◆ **YOUR INSTRUCTIONS**
Find the lines holding the string "derive" in the data, then copy all of them.

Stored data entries

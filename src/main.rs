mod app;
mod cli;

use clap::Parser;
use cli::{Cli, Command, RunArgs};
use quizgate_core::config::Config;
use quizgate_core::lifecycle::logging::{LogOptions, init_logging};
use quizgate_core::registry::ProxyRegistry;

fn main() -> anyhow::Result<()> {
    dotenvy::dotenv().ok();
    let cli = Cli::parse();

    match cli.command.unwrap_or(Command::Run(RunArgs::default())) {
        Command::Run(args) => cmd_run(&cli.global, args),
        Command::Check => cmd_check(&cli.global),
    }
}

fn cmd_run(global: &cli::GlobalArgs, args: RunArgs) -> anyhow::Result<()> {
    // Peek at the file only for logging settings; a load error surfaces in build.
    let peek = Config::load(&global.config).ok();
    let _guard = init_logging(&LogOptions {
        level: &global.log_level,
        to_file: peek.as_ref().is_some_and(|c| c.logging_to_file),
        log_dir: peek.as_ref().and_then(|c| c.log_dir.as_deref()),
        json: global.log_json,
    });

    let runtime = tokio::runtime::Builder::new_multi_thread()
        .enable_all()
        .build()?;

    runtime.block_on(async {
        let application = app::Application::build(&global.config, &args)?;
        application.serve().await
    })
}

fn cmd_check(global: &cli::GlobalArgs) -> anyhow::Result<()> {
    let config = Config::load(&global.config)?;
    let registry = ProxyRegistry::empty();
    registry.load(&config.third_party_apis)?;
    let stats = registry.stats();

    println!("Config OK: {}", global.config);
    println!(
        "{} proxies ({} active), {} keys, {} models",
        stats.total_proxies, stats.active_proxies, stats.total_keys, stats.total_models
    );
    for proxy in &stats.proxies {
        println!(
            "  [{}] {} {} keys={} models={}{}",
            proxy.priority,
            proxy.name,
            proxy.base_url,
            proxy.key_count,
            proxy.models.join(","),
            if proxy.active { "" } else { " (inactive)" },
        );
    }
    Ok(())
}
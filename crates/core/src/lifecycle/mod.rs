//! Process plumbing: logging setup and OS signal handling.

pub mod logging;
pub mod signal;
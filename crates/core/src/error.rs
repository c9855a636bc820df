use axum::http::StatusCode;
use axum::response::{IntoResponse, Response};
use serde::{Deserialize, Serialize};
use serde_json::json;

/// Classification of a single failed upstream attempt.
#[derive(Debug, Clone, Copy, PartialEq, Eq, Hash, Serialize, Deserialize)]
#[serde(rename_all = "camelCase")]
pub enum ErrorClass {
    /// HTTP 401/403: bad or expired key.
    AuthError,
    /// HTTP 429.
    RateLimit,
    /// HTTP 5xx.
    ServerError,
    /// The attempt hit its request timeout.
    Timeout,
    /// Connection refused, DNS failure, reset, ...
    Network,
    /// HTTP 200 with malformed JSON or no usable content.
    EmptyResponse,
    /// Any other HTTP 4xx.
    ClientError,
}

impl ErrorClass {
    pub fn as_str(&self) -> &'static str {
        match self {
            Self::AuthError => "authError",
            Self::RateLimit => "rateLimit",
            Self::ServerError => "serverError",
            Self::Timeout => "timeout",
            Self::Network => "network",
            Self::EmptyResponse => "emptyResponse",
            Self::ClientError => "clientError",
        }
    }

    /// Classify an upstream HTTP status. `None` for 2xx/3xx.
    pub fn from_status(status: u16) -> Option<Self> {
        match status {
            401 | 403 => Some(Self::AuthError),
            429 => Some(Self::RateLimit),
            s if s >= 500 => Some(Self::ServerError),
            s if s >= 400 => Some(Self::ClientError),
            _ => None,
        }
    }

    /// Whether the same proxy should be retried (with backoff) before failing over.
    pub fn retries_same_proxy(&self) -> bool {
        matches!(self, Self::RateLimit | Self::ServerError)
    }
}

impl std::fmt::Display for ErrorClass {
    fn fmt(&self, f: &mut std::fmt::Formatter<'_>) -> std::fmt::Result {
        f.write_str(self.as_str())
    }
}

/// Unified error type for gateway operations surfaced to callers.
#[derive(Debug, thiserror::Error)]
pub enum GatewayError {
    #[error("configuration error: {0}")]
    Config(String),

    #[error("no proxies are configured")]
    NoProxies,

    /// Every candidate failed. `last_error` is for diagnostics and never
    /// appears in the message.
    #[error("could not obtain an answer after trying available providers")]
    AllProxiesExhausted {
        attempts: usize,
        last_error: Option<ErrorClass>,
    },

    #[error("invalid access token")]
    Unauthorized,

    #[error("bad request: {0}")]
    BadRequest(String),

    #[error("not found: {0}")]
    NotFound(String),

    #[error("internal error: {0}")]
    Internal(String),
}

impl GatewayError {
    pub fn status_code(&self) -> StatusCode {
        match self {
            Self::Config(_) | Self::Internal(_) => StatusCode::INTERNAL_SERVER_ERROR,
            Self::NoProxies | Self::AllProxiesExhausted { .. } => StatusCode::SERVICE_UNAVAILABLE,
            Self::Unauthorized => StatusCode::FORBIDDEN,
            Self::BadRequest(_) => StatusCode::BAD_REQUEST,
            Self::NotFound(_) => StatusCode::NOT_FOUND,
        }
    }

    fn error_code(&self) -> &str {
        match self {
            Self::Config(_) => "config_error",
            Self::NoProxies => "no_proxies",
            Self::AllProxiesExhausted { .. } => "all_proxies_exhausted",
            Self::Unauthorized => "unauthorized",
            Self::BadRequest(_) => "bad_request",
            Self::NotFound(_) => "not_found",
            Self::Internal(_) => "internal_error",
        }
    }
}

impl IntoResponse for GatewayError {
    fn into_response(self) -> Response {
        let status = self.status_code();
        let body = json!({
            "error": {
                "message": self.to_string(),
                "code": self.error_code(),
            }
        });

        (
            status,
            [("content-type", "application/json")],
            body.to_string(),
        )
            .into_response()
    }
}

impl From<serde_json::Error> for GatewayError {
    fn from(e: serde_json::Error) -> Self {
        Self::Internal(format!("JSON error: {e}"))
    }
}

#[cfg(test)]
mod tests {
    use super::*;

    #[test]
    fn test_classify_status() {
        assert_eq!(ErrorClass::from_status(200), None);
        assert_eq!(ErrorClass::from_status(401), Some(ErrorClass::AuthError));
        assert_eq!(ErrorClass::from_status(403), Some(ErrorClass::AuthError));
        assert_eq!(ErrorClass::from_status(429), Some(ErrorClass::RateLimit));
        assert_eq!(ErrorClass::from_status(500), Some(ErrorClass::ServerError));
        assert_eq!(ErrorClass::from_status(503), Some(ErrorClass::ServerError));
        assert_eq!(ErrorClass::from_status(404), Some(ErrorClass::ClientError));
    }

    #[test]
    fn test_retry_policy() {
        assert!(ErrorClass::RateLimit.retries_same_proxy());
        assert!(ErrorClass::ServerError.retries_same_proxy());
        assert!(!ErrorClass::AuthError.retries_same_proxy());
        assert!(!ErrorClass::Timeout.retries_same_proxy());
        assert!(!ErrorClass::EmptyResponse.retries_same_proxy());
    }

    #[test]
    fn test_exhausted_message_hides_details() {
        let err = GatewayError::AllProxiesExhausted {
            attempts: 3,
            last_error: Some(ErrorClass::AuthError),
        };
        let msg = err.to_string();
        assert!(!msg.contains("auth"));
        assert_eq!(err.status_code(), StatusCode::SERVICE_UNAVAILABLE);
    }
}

* * *

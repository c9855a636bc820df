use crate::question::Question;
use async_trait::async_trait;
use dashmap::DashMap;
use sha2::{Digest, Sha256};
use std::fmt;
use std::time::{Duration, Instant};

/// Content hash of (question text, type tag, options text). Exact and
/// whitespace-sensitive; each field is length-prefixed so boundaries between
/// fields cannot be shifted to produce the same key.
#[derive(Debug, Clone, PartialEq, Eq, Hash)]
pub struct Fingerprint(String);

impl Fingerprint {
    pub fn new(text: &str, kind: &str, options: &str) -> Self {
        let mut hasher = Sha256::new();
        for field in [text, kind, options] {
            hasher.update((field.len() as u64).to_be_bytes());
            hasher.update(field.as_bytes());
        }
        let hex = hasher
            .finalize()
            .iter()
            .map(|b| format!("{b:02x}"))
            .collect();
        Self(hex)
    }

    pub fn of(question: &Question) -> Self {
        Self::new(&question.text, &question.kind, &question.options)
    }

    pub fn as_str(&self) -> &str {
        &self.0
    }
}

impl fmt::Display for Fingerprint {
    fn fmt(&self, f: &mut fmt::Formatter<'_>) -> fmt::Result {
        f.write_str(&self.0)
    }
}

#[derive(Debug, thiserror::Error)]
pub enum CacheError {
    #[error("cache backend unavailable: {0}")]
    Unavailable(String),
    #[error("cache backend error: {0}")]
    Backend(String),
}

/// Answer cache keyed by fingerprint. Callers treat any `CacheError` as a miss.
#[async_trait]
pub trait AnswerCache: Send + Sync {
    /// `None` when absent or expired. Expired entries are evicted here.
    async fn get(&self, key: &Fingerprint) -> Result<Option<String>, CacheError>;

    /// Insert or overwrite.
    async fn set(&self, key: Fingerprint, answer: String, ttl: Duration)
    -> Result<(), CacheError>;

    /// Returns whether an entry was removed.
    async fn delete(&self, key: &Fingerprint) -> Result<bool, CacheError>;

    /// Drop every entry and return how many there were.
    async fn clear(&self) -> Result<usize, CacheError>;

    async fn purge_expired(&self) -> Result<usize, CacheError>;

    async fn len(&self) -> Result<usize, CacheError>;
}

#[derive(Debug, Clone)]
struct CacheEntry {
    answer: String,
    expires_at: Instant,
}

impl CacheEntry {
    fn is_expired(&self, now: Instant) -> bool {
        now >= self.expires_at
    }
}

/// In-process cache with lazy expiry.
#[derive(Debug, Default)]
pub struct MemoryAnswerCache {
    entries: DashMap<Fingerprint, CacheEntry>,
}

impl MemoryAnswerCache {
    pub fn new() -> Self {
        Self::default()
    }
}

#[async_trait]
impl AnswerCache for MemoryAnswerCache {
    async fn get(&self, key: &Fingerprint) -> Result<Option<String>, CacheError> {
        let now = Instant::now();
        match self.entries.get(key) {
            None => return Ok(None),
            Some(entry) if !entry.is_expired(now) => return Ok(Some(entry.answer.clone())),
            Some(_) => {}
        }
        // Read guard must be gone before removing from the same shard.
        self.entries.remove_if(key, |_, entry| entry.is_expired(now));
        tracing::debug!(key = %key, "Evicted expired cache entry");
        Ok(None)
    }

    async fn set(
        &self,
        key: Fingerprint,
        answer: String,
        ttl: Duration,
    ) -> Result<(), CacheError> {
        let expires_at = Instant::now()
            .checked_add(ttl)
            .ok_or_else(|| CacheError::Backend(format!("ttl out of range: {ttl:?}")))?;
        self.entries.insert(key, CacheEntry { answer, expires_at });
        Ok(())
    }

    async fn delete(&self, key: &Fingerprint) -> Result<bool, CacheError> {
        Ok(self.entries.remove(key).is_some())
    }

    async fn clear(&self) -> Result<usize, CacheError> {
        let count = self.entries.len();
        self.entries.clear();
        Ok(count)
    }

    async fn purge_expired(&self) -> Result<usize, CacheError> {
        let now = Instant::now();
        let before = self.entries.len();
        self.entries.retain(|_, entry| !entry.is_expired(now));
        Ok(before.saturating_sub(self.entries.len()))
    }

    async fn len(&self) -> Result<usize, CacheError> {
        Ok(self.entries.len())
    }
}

◆ **OUTPUT**
#[derive(Debug, Clone, Copy, PartialEq, Eq, Hash, Serialize, Deserialize)]
#[derive(Debug, thiserror::Error)]
#[derive(Debug, Clone, PartialEq, Eq, Hash)]
#[derive(Debug, thiserror::Error)]
#[derive(Debug, Clone)]
#[derive(Debug, Default)]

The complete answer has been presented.